◆ What you will do:
Once you have read the entries below, write them all out again exactly.
↓↓↓
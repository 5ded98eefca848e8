mod components;

use std::fs;
use std::path::{Path, PathBuf};
use std::process::ExitCode;

use anyhow::{bail, Context};
use clap::{Parser, Subcommand};
use scriptable_api::{Access, MemberKind, ScriptError, Value};
use scriptable_host::{init_logging, ConfigLoadError, Container, ScriptableConfig, SlotOutcome};
use serde::Deserialize;
use tracing::{debug, info};

#[derive(Parser)]
#[command(version, about, long_about = None)]
pub struct Cli {
    /// Enables debug mode
    #[arg(short, long, action = clap::ArgAction::Count)]
    debug: u8,

    /// Config file to use instead of the default location
    #[arg(short, long)]
    config: Option<PathBuf>,

    #[command(subcommand)]
    command: Command,
}

#[derive(Subcommand)]
enum Command {
    /// List the built-in components
    List,
    /// Write an example config file
    Init,
    /// Build the configured container and run every slot
    Run {
        /// Number of times to run all slots (overrides config)
        #[arg(short, long)]
        ticks: Option<u32>,
    },
    /// Print every slot's members and their current values
    Inspect,
    /// Read a member of a slot
    Get { slot: usize, member: String },
    /// Write a member of a slot
    Set {
        slot: usize,
        member: String,
        value: String,
    },
    /// Invoke a method of a slot
    Call {
        slot: usize,
        method: String,
        args: Vec<String>,
    },
}

const EXAMPLE_CONFIG: &str = r#"# Scriptable Configuration
# Each [[container.slots]] entry is one slot; leave out `component` for an empty slot

[logging]
file = false

[container]
run_policy = "continue"
ticks = 3

[[container.slots]]
component = "counter"
start = [2]

[[container.slots]]
component = "seeded"
start = [42]

[[container.slots]]
component = "echo"
start = ["echo: "]
run = ["hello", 1]
"#;

fn config_path(cli: &Cli) -> anyhow::Result<PathBuf> {
    match &cli.config {
        Some(path) => Ok(path.clone()),
        None => Ok(ScriptableConfig::config_path()?),
    }
}

fn create_example_config(path: &Path) -> anyhow::Result<()> {
    // Never overwrite an existing config file
    if path.exists() {
        bail!(
            "Config file already exists at {}. Edit it manually or delete it to create a new one.",
            path.display()
        );
    }

    if let Some(parent) = path.parent() {
        fs::create_dir_all(parent)?;
    }

    fs::write(path, EXAMPLE_CONFIG)?;
    info!("Created example config at {}", path.display());
    eprintln!("Config file created at: {}", path.display());
    Ok(())
}

/// Parse a command-line value as a TOML value, falling back to a plain string
fn parse_value(raw: &str) -> Value {
    #[derive(Deserialize)]
    struct Wrapper {
        value: Value,
    }

    toml::from_str::<Wrapper>(&format!("value = {}", raw))
        .map(|w| w.value)
        .unwrap_or_else(|_| Value::Str(raw.to_string()))
}

/// One line of `run` output per slot; empty slots print nothing
fn outcome_line(tick: u32, index: usize, outcome: SlotOutcome) -> Option<String> {
    match outcome {
        SlotOutcome::Ran => Some(format!("tick {} slot {}: ok", tick, index)),
        SlotOutcome::Empty => None,
        SlotOutcome::Failed(e) => Some(format!(
            "tick {} slot {}: failed: {:#}",
            tick,
            index,
            anyhow::Error::from(e)
        )),
        SlotOutcome::NotRun => Some(format!("tick {} slot {}: not run", tick, index)),
    }
}

/// Write a member, then read it back unless it is write-only
fn set_and_read_back(
    container: &mut Container,
    slot: usize,
    member: &str,
    value: Value,
) -> anyhow::Result<Option<Value>> {
    container.set_slot_member(slot, member, value)?;
    match container.get_slot_member(slot, member) {
        Ok(value) => Ok(Some(value)),
        Err(ScriptError::MemberNotReadable { .. }) => Ok(None),
        Err(e) => Err(e.into()),
    }
}

fn print_members(container: &Container) {
    for (index, slot) in container.iter() {
        let Some(component) = slot else {
            println!("[{}] <empty>", index);
            continue;
        };

        println!("[{}] {}", index, component.id());
        for member in component.members() {
            match member.kind {
                MemberKind::Data { value, access } => {
                    let current = if access.contains(Access::READ) {
                        component
                            .get_member(&member.name)
                            .map(|v| v.to_string())
                            .unwrap_or_else(|e| format!("<{}>", e))
                    } else {
                        "<write-only>".to_string()
                    };
                    println!("    {}: {} = {}", member.name, value, current);
                }
                MemberKind::Method { arity } => {
                    let arity = arity.map_or("...".to_string(), |n| n.to_string());
                    println!("    {}({})", member.name, arity);
                }
            }
        }
    }
}

fn run(cli: Cli) -> anyhow::Result<bool> {
    let path = config_path(&cli)?;

    if let Command::Init = cli.command {
        create_example_config(&path)?;
        return Ok(true);
    }

    let registry = components::create_registry()?;
    if let Command::List = cli.command {
        for id in registry.available() {
            println!("{}", id);
        }
        return Ok(true);
    }

    let config = match ScriptableConfig::load_from(&path) {
        Ok(config) => config,
        Err(ConfigLoadError::NotFound(path)) => {
            bail!(
                "No config found at {}. Run `scriptable init` to create one.",
                path.display()
            );
        }
        Err(e) => return Err(e).context("Failed to load config"),
    };

    let mut container = registry
        .build_container(&config.container)
        .context("Failed to build container")?;
    debug!(
        "Built container with {} slots ({} occupied)",
        container.slot_count(),
        container.occupied_count()
    );

    match cli.command {
        Command::Run { ticks } => {
            let ticks = ticks.unwrap_or(config.container.ticks);
            let parameters = config.container.run_parameters();
            let mut ok = true;

            for tick in 0..ticks {
                let report = container.run_all(&parameters)?;
                ok &= report.is_success();
                for (index, outcome) in report.into_outcomes().into_iter().enumerate() {
                    if let Some(line) = outcome_line(tick, index, outcome) {
                        println!("{}", line);
                    }
                }
            }

            print_members(&container);
            Ok(ok)
        }
        Command::Inspect => {
            print_members(&container);
            Ok(true)
        }
        Command::Get { slot, member } => {
            println!("{}", container.get_slot_member(slot, &member)?);
            Ok(true)
        }
        Command::Set {
            slot,
            member,
            value,
        } => {
            match set_and_read_back(&mut container, slot, &member, parse_value(&value))? {
                Some(current) => println!("{}", current),
                None => println!("ok"),
            }
            Ok(true)
        }
        Command::Call { slot, method, args } => {
            let args: Vec<Value> = args.iter().map(|a| parse_value(a)).collect();
            println!("{}", container.invoke_slot_method(slot, &method, &args)?);
            Ok(true)
        }
        Command::List | Command::Init => Ok(true),
    }
}

fn main() -> anyhow::Result<ExitCode> {
    let cli = Cli::parse();

    // Logging settings come from the config when it exists
    let file_logging = config_path(&cli)
        .ok()
        .and_then(|path| ScriptableConfig::load_from(&path).ok())
        .map(|config| config.logging.file)
        .unwrap_or(false);
    let _guard = init_logging("scriptable", file_logging, cli.debug)?;

    // Returning lets `_guard` drop and flush the file writer
    let ok = run(cli)?;
    Ok(if ok {
        ExitCode::SUCCESS
    } else {
        ExitCode::FAILURE
    })
}
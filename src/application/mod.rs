//! Application layer - Commands, Queries, and Handlers.
//!
//! This layer orchestrates domain operations and coordinates between ports.
//! Command handlers go through `TripRepository`, query handlers through
//! `TripReader`.

pub mod handlers;

pub use handlers::{
    CreateTripCommand, CreateTripHandler, DeleteTripCommand, DeleteTripHandler,
    ExportTripHandler, ExportTripQuery, GetTripHandler, GetTripQuery, ListTripsHandler,
    UpdateTripCommand, UpdateTripHandler,
};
↑↑↑
◆ Exercise answer:
repository 5ded98eefca848e8
mod components;

use std::fs;
use std::path::{Path, PathBuf};
use std::process::ExitCode;

use anyhow::{bail, Context};
use clap::{Parser, Subcommand};
use scriptable_api::{Access, MemberKind, ScriptError, Value};
use scriptable_host::{init_logging, ConfigLoadError, Container, ScriptableConfig, SlotOutcome};
use serde::Deserialize;
use tracing::{debug, info};

#[derive(Parser)]
#[command(version, about, long_about = None)]
pub struct Cli {
    /// Enables debug mode
    #[arg(short, long, action = clap::ArgAction::Count)]
    debug: u8,

    /// Config file to use instead of the default location
    #[arg(short, long)]
    config: Option<PathBuf>,

    #[command(subcommand)]
    command: Command,
}

#[derive(Subcommand)]
enum Command {
    /// List the built-in components
    List,
    /// Write an example config file
    Init,
    /// Build the configured container and run every slot
    Run {
        /// Number of times to run all slots (overrides config)
        #[arg(short, long)]
        ticks: Option<u32>,
    },
    /// Print every slot's members and their current values
    Inspect,
    /// Read a member of a slot
    Get { slot: usize, member: String },
    /// Write a member of a slot
    Set {
        slot: usize,
        member: String,
        value: String,
    },
    /// Invoke a method of a slot
    Call {
        slot: usize,
        method: String,
        args: Vec<String>,
    },
}

const EXAMPLE_CONFIG: &str = r#"# Scriptable Configuration
# Each [[container.slots]] entry is one slot; leave out `component` for an empty slot

[logging]
file = false

[container]
run_policy = "continue"
ticks = 3

[[container.slots]]
component = "counter"
start = [2]

[[container.slots]]
component = "seeded"
start = [42]

[[container.slots]]
component = "echo"
start = ["echo: "]
run = ["hello", 1]
"#;

fn config_path(cli: &Cli) -> anyhow::Result<PathBuf> {
    match &cli.config {
        Some(path) => Ok(path.clone()),
        None => Ok(ScriptableConfig::config_path()?),
    }
}

fn create_example_config(path: &Path) -> anyhow::Result<()> {
    // Never overwrite an existing config file
    if path.exists() {
        bail!(
            "Config file already exists at {}. Edit it manually or delete it to create a new one.",
            path.display()
        );
    }

    if let Some(parent) = path.parent() {
        fs::create_dir_all(parent)?;
    }

    fs::write(path, EXAMPLE_CONFIG)?;
    info!("Created example config at {}", path.display());
    eprintln!("Config file created at: {}", path.display());
    Ok(())
}

/// Parse a command-line value as a TOML value, falling back to a plain string
fn parse_value(raw: &str) -> Value {
    #[derive(Deserialize)]
    struct Wrapper {
        value: Value,
    }

    toml::from_str::<Wrapper>(&format!("value = {}", raw))
        .map(|w| w.value)
        .unwrap_or_else(|_| Value::Str(raw.to_string()))
}

/// One line of `run` output per slot; empty slots print nothing
fn outcome_line(tick: u32, index: usize, outcome: SlotOutcome) -> Option<String> {
    match outcome {
        SlotOutcome::Ran => Some(format!("tick {} slot {}: ok", tick, index)),
        SlotOutcome::Empty => None,
        SlotOutcome::Failed(e) => Some(format!(
            "tick {} slot {}: failed: {:#}",
            tick,
            index,
            anyhow::Error::from(e)
        )),
        SlotOutcome::NotRun => Some(format!("tick {} slot {}: not run", tick, index)),
    }
}

/// Write a member, then read it back unless it is write-only
fn set_and_read_back(
    container: &mut Container,
    slot: usize,
    member: &str,
    value: Value,
) -> anyhow::Result<Option<Value>> {
    container.set_slot_member(slot, member, value)?;
    match container.get_slot_member(slot, member) {
        Ok(value) => Ok(Some(value)),
        Err(ScriptError::MemberNotReadable { .. }) => Ok(None),
        Err(e) => Err(e.into()),
    }
}

fn print_members(container: &Container) {
    for (index, slot) in container.iter() {
        let Some(component) = slot else {
            println!("[{}] <empty>", index);
            continue;
        };

        println!("[{}] {}", index, component.id());
        for member in component.members() {
            match member.kind {
                MemberKind::Data { value, access } => {
                    let current = if access.contains(Access::READ) {
                        component
                            .get_member(&member.name)
                            .map(|v| v.to_string())
                            .unwrap_or_else(|e| format!("<{}>", e))
                    } else {
                        "<write-only>".to_string()
                    };
                    println!("    {}: {} = {}", member.name, value, current);
                }
                MemberKind::Method { arity } => {
                    let arity = arity.map_or("...".to_string(), |n| n.to_string());
                    println!("    {}({})", member.name, arity);
                }
            }
        }
    }
}

fn run(cli: Cli) -> anyhow::Result<bool> {
    let path = config_path(&cli)?;

    if let Command::Init = cli.command {
        create_example_config(&path)?;
        return Ok(true);
    }

    let registry = components::create_registry()?;
    if let Command::List = cli.command {
        for id in registry.available() {
            println!("{}", id);
        }
        return Ok(true);
    }

    let config = match ScriptableConfig::load_from(&path) {
        Ok(config) => config,
        Err(ConfigLoadError::NotFound(path)) => {
            bail!(
                "No config found at {}. Run `scriptable init` to create one.",
                path.display()
            );
        }
        Err(e) => return Err(e).context("Failed to load config"),
    };

    let mut container = registry
        .build_container(&config.container)
        .context("Failed to build container")?;
    debug!(
        "Built container with {} slots ({} occupied)",
        container.slot_count(),
        container.occupied_count()
    );

    match cli.command {
        Command::Run { ticks } => {
            let ticks = ticks.unwrap_or(config.container.ticks);
            let parameters = config.container.run_parameters();
            let mut ok = true;

            for tick in 0..ticks {
                let report = container.run_all(&parameters)?;
                ok &= report.is_success();
                for (index, outcome) in report.into_outcomes().into_iter().enumerate() {
                    if let Some(line) = outcome_line(tick, index, outcome) {
                        println!("{}", line);
                    }
                }
            }

            print_members(&container);
            Ok(ok)
        }
        Command::Inspect => {
            print_members(&container);
            Ok(true)
        }
        Command::Get { slot, member } => {
            println!("{}", container.get_slot_member(slot, &member)?);
            Ok(true)
        }
        Command::Set {
            slot,
            member,
            value,
        } => {
            match set_and_read_back(&mut container, slot, &member, parse_value(&value))? {
                Some(current) => println!("{}", current),
                None => println!("ok"),
            }
            Ok(true)
        }
        Command::Call { slot, method, args } => {
            let args: Vec<Value> = args.iter().map(|a| parse_value(a)).collect();
            println!("{}", container.invoke_slot_method(slot, &method, &args)?);
            Ok(true)
        }
        Command::List | Command::Init => Ok(true),
    }
}

fn main() -> anyhow::Result<ExitCode> {
    let cli = Cli::parse();

    // Logging settings come from the config when it exists
    let file_logging = config_path(&cli)
        .ok()
        .and_then(|path| ScriptableConfig::load_from(&path).ok())
        .map(|config| config.logging.file)
        .unwrap_or(false);
    let _guard = init_logging("scriptable", file_logging, cli.debug)?;

    // Returning lets `_guard` drop and flush the file writer
    let ok = run(cli)?;
    Ok(if ok {
        ExitCode::SUCCESS
    } else {
        ExitCode::FAILURE
    })
}
filename src/application/mod.rs
//! Application layer - Commands, Queries, and Handlers.
//!
//! This layer orchestrates domain operations and coordinates between ports.
//! Command handlers go through `TripRepository`, query handlers through
//! `TripReader`.

pub mod handlers;

pub use handlers::{
    CreateTripCommand, CreateTripHandler, DeleteTripCommand, DeleteTripHandler,
    ExportTripHandler, ExportTripQuery, GetTripHandler, GetTripQuery, ListTripsHandler,
    UpdateTripCommand, UpdateTripHandler,
};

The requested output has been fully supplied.